Metro

Mary J. ‘bilk’ charity sham

Charity co-founders Blige and Steve Stoute in ’09.

Charity co-founders Blige and Steve Stoute in ’09. (Getty Images)

Mary J. Blige is a deadbeat diva.

The New York music star’s charity is supposed to empower women but instead has no office, no phone number — and hundreds of thousands of dollars in missing donations.

It failed to file its federal tax returns for 2010, which were due last November, along with its annual state-charity registration. The charity has now been hit with two lawsuits — one claiming the group stiffed musicians at its 2011 fund-raising gala and another saying it defaulted on a $250,000 loan, The Post has learned.

Blige, known as the “queen of hip-hop soul,” touted the charity’s success on the “Today” show in late 2010, saying, “I sent 25 women to college.”

She was promoting her fragrance, My Life, which sold a record 60,000 bottles on the Home Shopping Network during its six-hour debut in 2010. One dollar from each sale was supposed to benefit The Mary J. Blige and Steve Stoute Foundation for the Advancement of Women Now, known as FFAWN.

“I just want to be one of those women to reach out and show women if I can do it, we all can do it,” said the artist, who has often tapped her own hard-luck story of poverty, sexual abuse and drug and alcohol addiction for inspiration.

Where the $60,000 from the fragrance sale and other donations went is a mystery. The group’s 2010 annual report has nothing on its finances for that year.

And just months after the “Today” appearance, the charity began falling apart. It held a star-studded benefit concert on May 3, 2011, hosted by Queen Latifah — an honorary board member of the charity — and featuring appearances by Blige, Jennifer Hudson and Christina Aguilera.

When several of the band members who accompanied the stars went to get paid, the checks bounced, according to court papers.

“We got a whole series of checks — rubber,” said Harvey Mars, a lawyer representing 30 musicians and others.

A lawsuit filed in State Supreme Court in Manhattan this month claims the group is owed a total of $167,252 for wages and penalties for nonpayment. The charity did have cash, though. It borrowed $250,000 from TD Bank in June 2011.

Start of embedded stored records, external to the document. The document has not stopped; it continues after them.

use alloy::primitives::Address;

use super::BlockNumber;
use crate::error::Error;

/// Block range of contract logs to export.
///
/// An `end_block` of 0 stands for the chain head, resolved once when the
/// fetch starts.
#[derive(Clone, Copy, Debug, PartialEq, Eq)]
pub struct FetchRequest {
    address: Address,
    start_block: BlockNumber,
    end_block: BlockNumber,
}

impl FetchRequest {
    pub fn new(address: Address, start_block: BlockNumber, end_block: BlockNumber) -> Self {
        Self {
            address,
            start_block,
            end_block,
        }
    }

    pub fn address(&self) -> Address {
        self.address
    }

    pub fn start_block(&self) -> BlockNumber {
        self.start_block
    }

    pub fn end_block(&self) -> BlockNumber {
        self.end_block
    }

    /// Whether the end of the range has to be resolved to the chain head.
    pub fn ends_at_head(&self) -> bool {
        self.end_block == 0
    }

    pub(crate) fn validate(&self) -> Result<(), Error> {
        if self.address.is_zero() {
            return Err(Error::Validation("contract address is required".to_string()));
        }
        Ok(())
    }

    /// Inclusive block range with the end resolved against `head`.
    pub(crate) fn resolve(&self, head: BlockNumber) -> Result<(BlockNumber, BlockNumber), Error> {
        let end = if self.ends_at_head() {
            head
        } else {
            self.end_block
        };
        if self.start_block > end {
            return Err(Error::Validation(format!(
                "start block ({}) cannot be greater than end block ({end})",
                self.start_block
            )));
        }
        Ok((self.start_block, end))
    }
}
//! Error Types
//!
//! This module defines the error type shared by every wrapper in the crate.
//!
//! # Overview
//!
//! [`EmberError`] covers two families of failure:
//! - Fatal initialization errors: window, surface, adapter and device
//!   negotiation, plus creation calls rejected by the backend.
//! - Checked usage errors: buffer writes outside the allocation, invalid
//!   binding declarations, index data that does not fit 16-bit indices, and
//!   surface textures acquired or presented out of order.
//!
//! Neither family is retried inside the crate. Errors propagate with `?` up to
//! the application loop, which logs them and exits. The one exception is a
//! transient surface error (see [`EmberError::is_transient_surface_error`]),
//! which only costs the frame.
//!
//! ```rust,ignore
//! use ember::errors::Result;
//!
//! fn upload(ctx: &ember::Context, buffer: &ember::Buffer, data: &[f32]) -> Result<()> {
//!     buffer.write(ctx, data)?;
//!     Ok(())
//! }
//! ```

use thiserror::Error;

/// The main error type for the crate.
#[derive(Error, Debug)]
pub enum EmberError {
    // ========================================================================
    // Window & Initialization Errors
    // ========================================================================
    /// The platform refused to create the window.
    #[error("Failed to create window: {0}")]
    WindowCreateFailed(#[from] winit::error::OsError),

    /// Event loop error (winit).
    #[error("Event loop error: {0}")]
    EventLoopError(#[from] winit::error::EventLoopError),

    /// Raw window handle could not be obtained.
    #[error("Window handle error: {0}")]
    WindowHandleError(#[from] raw_window_handle::HandleError),

    /// The presentable surface could not be created for the window.
    #[error("Failed to create surface: {0}")]
    SurfaceCreateFailed(#[from] wgpu::CreateSurfaceError),

    /// No adapter compatible with the surface was found.
    #[error("Failed to request WGPU adapter: {0}")]
    AdapterRequestFailed(String),

    /// The adapter rejected the device request.
    #[error("Failed to create WGPU device: {0}")]
    DeviceCreateFailed(#[from] wgpu::RequestDeviceError),

    /// The surface cannot be configured for this adapter.
    #[error("Surface not supported by adapter: {0}")]
    SurfaceUnsupported(String),

    /// Acquiring the next surface texture failed.
    #[error("Surface error: {0}")]
    SurfaceError(#[from] wgpu::SurfaceError),

    /// A backend creation call failed.
    #[error("Backend error: {0}")]
    Backend(String),

    // ========================================================================
    // Usage Errors
    // ========================================================================
    /// A buffer write would read past the source data or write past the allocation.
    #[error("Buffer write out of bounds on {label:?}: {reason}")]
    BufferWrite {
        /// Label of the destination buffer
        label: Option<String>,
        /// What was violated
        reason: String,
    },

    /// A buffer was described with no usage flags.
    #[error("Buffer {label:?} has an empty usage mask")]
    EmptyBufferUsage {
        /// Label of the buffer
        label: Option<String>,
    },

    /// A bind group declaration cannot be turned into a valid layout.
    #[error("Invalid binding {binding} in bind group {label:?}: {reason}")]
    InvalidBinding {
        /// Label of the bind group
        label: Option<String>,
        /// Binding slot
        binding: u32,
        /// What was violated
        reason: String,
    },

    /// An index does not fit the fixed 16-bit index format.
    #[error("Index {index} at position {position} exceeds the 16-bit index range")]
    IndexOutOfRange {
        /// Offending index value
        index: u32,
        /// Position in the index list
        position: usize,
    },

    /// The draw count of a geometry does not fit its buffers.
    #[error("Invalid geometry: {0}")]
    InvalidGeometry(String),

    /// `surface_texture_view` was called twice without `present`.
    #[error("A surface texture is already acquired for this frame")]
    SurfaceTextureInUse,

    /// `present` was called without an acquired surface texture.
    #[error("No surface texture has been acquired")]
    NoSurfaceTexture,

    // ========================================================================
    // Asset Errors
    // ========================================================================
    /// OFF mesh parsing error.
    #[error("OFF parse error at line {line}: {reason}")]
    OffParse {
        /// 1-based line number
        line: usize,
        /// What was wrong
        reason: String,
    },

    /// File I/O error.
    #[error("IO error: {0}")]
    IoError(#[from] std::io::Error),
}

impl EmberError {
    /// Surface errors after which the frame is skipped rather than the app
    /// stopped: a timed-out acquire, or a surface still outdated after one
    /// reconfigure (a minimized window keeps reporting this).
    #[must_use]
    pub fn is_transient_surface_error(&self) -> bool {
        matches!(
            self,
            Self::SurfaceError(wgpu::SurfaceError::Timeout | wgpu::SurfaceError::Outdated)
        )
    }

    pub(crate) fn buffer_write(label: Option<&str>, reason: impl Into<String>) -> Self {
        Self::BufferWrite {
            label: label.map(str::to_owned),
            reason: reason.into(),
        }
    }

    pub(crate) fn invalid_binding(
        label: Option<&str>,
        binding: u32,
        reason: impl Into<String>,
    ) -> Self {
        Self::InvalidBinding {
            label: label.map(str::to_owned),
            binding,
            reason: reason.into(),
        }
    }
}

/// Alias for `Result<T, EmberError>`.
pub type Result<T> = std::result::Result<T, EmberError>;
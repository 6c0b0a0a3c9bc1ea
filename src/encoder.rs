//! Command Recording
//!
//! [`CommandEncoder`] and [`RenderPass`] encode their state machines in the
//! type system:
//!
//! ```text
//! CommandEncoder: Created ──render_pass()*──▶ finish(self) ──▶ CommandBuffer
//! RenderPass:     begin ──[set_pipeline | draw]*──▶ end(self)
//! ```
//!
//! - `finish` consumes the encoder, so finishing twice or beginning a pass on
//!   a finished encoder does not compile.
//! - A pass mutably borrows its encoder, so passes are sequential and never
//!   nested.
//! - `end` consumes the pass. A pass dropped without `end` is not ended
//!   implicitly: its handle is discarded and a warning is logged.
//!
//! Drawing before `set_pipeline`, or with a vertex-buffer count different
//! from the bound pipeline's, trips a `debug_assert!`.

use std::marker::PhantomData;
use std::ops::Range;

use crate::backend::{Backend, WgpuBackend};
use crate::context::Context;
use crate::errors::Result;
use crate::geometry::{Geometry, INDEX_FORMAT, IndexedGeometry, VertexBuffer};
use crate::pipeline::RenderPipeline;

// ============================================================================
// Attachments
// ============================================================================

/// A color target of a render pass. Always stored.
pub struct ColorAttachment<'a, B: Backend = WgpuBackend> {
    pub view: &'a B::TextureView,
    pub load: wgpu::LoadOp<wgpu::Color>,
}

impl<'a, B: Backend> ColorAttachment<'a, B> {
    pub fn clear(view: &'a B::TextureView, color: wgpu::Color) -> Self {
        Self {
            view,
            load: wgpu::LoadOp::Clear(color),
        }
    }

    /// Keeps the existing contents (overlay passes).
    pub fn load(view: &'a B::TextureView) -> Self {
        Self {
            view,
            load: wgpu::LoadOp::Load,
        }
    }
}

/// A depth target of a render pass. Always stored; stencil is unused.
pub struct DepthAttachment<'a, B: Backend = WgpuBackend> {
    pub view: &'a B::TextureView,
    pub load: wgpu::LoadOp<f32>,
}

impl<'a, B: Backend> DepthAttachment<'a, B> {
    pub fn clear(view: &'a B::TextureView, depth: f32) -> Self {
        Self {
            view,
            load: wgpu::LoadOp::Clear(depth),
        }
    }

    pub fn load(view: &'a B::TextureView) -> Self {
        Self {
            view,
            load: wgpu::LoadOp::Load,
        }
    }
}

pub struct RenderPassDescriptor<'a, B: Backend = WgpuBackend> {
    pub label: Option<&'a str>,
    pub color_attachments: Vec<ColorAttachment<'a, B>>,
    pub depth_stencil_attachment: Option<DepthAttachment<'a, B>>,
}

impl<'a, B: Backend> RenderPassDescriptor<'a, B> {
    pub fn new(label: Option<&'a str>, color_attachments: Vec<ColorAttachment<'a, B>>) -> Self {
        Self {
            label,
            color_attachments,
            depth_stencil_attachment: None,
        }
    }

    #[must_use]
    pub fn with_depth(mut self, depth: DepthAttachment<'a, B>) -> Self {
        self.depth_stencil_attachment = Some(depth);
        self
    }
}

// ============================================================================
// Command Encoder
// ============================================================================

/// One command recording session.
pub struct CommandEncoder<'c, B: Backend = WgpuBackend> {
    ctx: &'c Context<B>,
    raw: B::CommandEncoder,
}

impl<'c, B: Backend> CommandEncoder<'c, B> {
    pub fn new(ctx: &'c Context<B>, label: Option<&str>) -> Result<Self> {
        let raw = ctx.backend().create_command_encoder(label)?;
        Ok(Self { ctx, raw })
    }

    /// Begins a render pass. The encoder is borrowed until the pass is ended
    /// or dropped.
    pub fn render_pass(&mut self, desc: &RenderPassDescriptor<'_, B>) -> RenderPass<'_, B> {
        let backend = self.ctx.backend();
        let raw = backend.begin_render_pass(&mut self.raw, desc);
        RenderPass {
            backend,
            raw: Some(raw),
            label: desc.label.map(str::to_owned),
            bound_vertex_buffers: None,
            _encoder: PhantomData,
        }
    }

    /// Native encoder, for collaborators that record their own commands.
    #[inline]
    pub fn raw_mut(&mut self) -> &mut B::CommandEncoder {
        &mut self.raw
    }

    /// Finishes recording. The encoder cannot be used afterwards.
    #[must_use]
    pub fn finish(self) -> B::CommandBuffer {
        self.ctx.backend().finish(self.raw)
    }
}

// ============================================================================
// Render Pass
// ============================================================================

/// A render pass being recorded into a [`CommandEncoder`].
pub struct RenderPass<'e, B: Backend = WgpuBackend> {
    backend: &'e B,
    raw: Option<B::RenderPass>,
    label: Option<String>,
    /// Vertex-buffer count of the bound pipeline, once one is bound.
    bound_vertex_buffers: Option<usize>,
    _encoder: PhantomData<&'e mut B::CommandEncoder>,
}

impl<B: Backend> RenderPass<'_, B> {
    fn raw(&mut self) -> &mut B::RenderPass {
        match self.raw.as_mut() {
            Some(raw) => raw,
            None => unreachable!("render pass used after end"),
        }
    }

    /// Binds `pipeline`, then each of its bind groups at indices `0..n`.
    pub fn set_pipeline(&mut self, pipeline: &RenderPipeline<B>) {
        let backend = self.backend;
        let raw = self.raw();
        backend.set_pipeline(raw, pipeline.raw());
        for (index, group) in (0u32..).zip(pipeline.bind_groups()) {
            backend.set_bind_group(raw, index, group.raw());
        }
        self.bound_vertex_buffers = Some(pipeline.vertex_buffer_count());
    }

    fn bind_vertex_buffers(&mut self, buffers: &[VertexBuffer<'_, B>]) {
        debug_assert!(
            self.bound_vertex_buffers.is_some(),
            "draw on render pass {:?} before set_pipeline",
            self.label
        );
        debug_assert_eq!(
            self.bound_vertex_buffers,
            Some(buffers.len()),
            "vertex buffer count does not match the bound pipeline"
        );
        let backend = self.backend;
        let raw = self.raw();
        for (slot, vb) in (0u32..).zip(buffers) {
            backend.set_vertex_buffer(raw, slot, vb.buffer.raw());
        }
    }

    /// Draws `geometry.count` vertices, one instance.
    pub fn draw(&mut self, geometry: &Geometry<'_, B>) {
        self.draw_instanced(geometry, 0, 0..1);
    }

    /// Draws `geometry.count` vertices starting at `first_vertex`.
    pub fn draw_instanced(&mut self, geometry: &Geometry<'_, B>, first_vertex: u32, instances: Range<u32>) {
        self.bind_vertex_buffers(&geometry.vertex_buffers);
        let backend = self.backend;
        backend.draw(
            self.raw(),
            draw_range(first_vertex, geometry.count, "vertex"),
            instances,
        );
    }

    /// Draws `geometry.count` 16-bit indices, one instance.
    pub fn draw_indexed(&mut self, geometry: &IndexedGeometry<'_, B>) {
        self.draw_indexed_instanced(geometry, 0, 0, 0..1);
    }

    pub fn draw_indexed_instanced(
        &mut self,
        geometry: &IndexedGeometry<'_, B>,
        first_index: u32,
        base_vertex: i32,
        instances: Range<u32>,
    ) {
        self.bind_vertex_buffers(&geometry.vertex_buffers);
        let backend = self.backend;
        let raw = self.raw();
        backend.set_index_buffer(raw, geometry.index_buffer.raw(), INDEX_FORMAT);
        backend.draw_indexed(
            raw,
            draw_range(first_index, geometry.count, "index"),
            base_vertex,
            instances,
        );
    }

    /// Native pass, for collaborators that record their own draws.
    #[inline]
    pub fn raw_mut(&mut self) -> &mut B::RenderPass {
        self.raw()
    }

    /// Ends the pass.
    pub fn end(mut self) {
        if let Some(raw) = self.raw.take() {
            self.backend.end_render_pass(raw);
        }
    }
}

/// `first..first + count`, clamped at `u32::MAX` when the end overflows.
fn draw_range(first: u32, count: u32, what: &str) -> Range<u32> {
    let end = first.checked_add(count);
    debug_assert!(end.is_some(), "first {what} {first} + count {count} overflows u32");
    first..end.unwrap_or(u32::MAX)
}

impl<B: Backend> Drop for RenderPass<'_, B> {
    fn drop(&mut self) {
        if let Some(raw) = self.raw.take() {
            log::warn!(
                "Render pass {:?} dropped without end(); discarding",
                self.label
            );
            self.backend.discard_render_pass(raw);
        }
    }
}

The bank asked for repayment at the end of that year, sent two demand notices this February and got nothing. TD Bank sued the charity a few weeks ago.

A process server delivered documents relating to the suit to the charity’s purported office on West 45th Street last week.

A receptionist at the office, which is the headquarters of Stoute’s Translation marketing firm, said that the charity was no longer there and that she didn’t know where it was.

A source close to FFAWN acknowledged there were problems and said the group had retained a charity consultant, a forensic accountant and a law firm specializing in nonprofits “to look into certain issues.” The source would not elaborate.

Blige founded the charity in 2007 with a former record-company executive, and the duo tapped their celebrity network.

Jada Pinkett Smith sat on the group’s board in 2008. Jay-Z, with whom Blige toured in 2008, joined in 2009.

Blige contributed only $25,000 to her organization in 2009. The sum was a pittance from a performer whose album sales and concerts grossed $43.5 million in 2008, according to Billboard.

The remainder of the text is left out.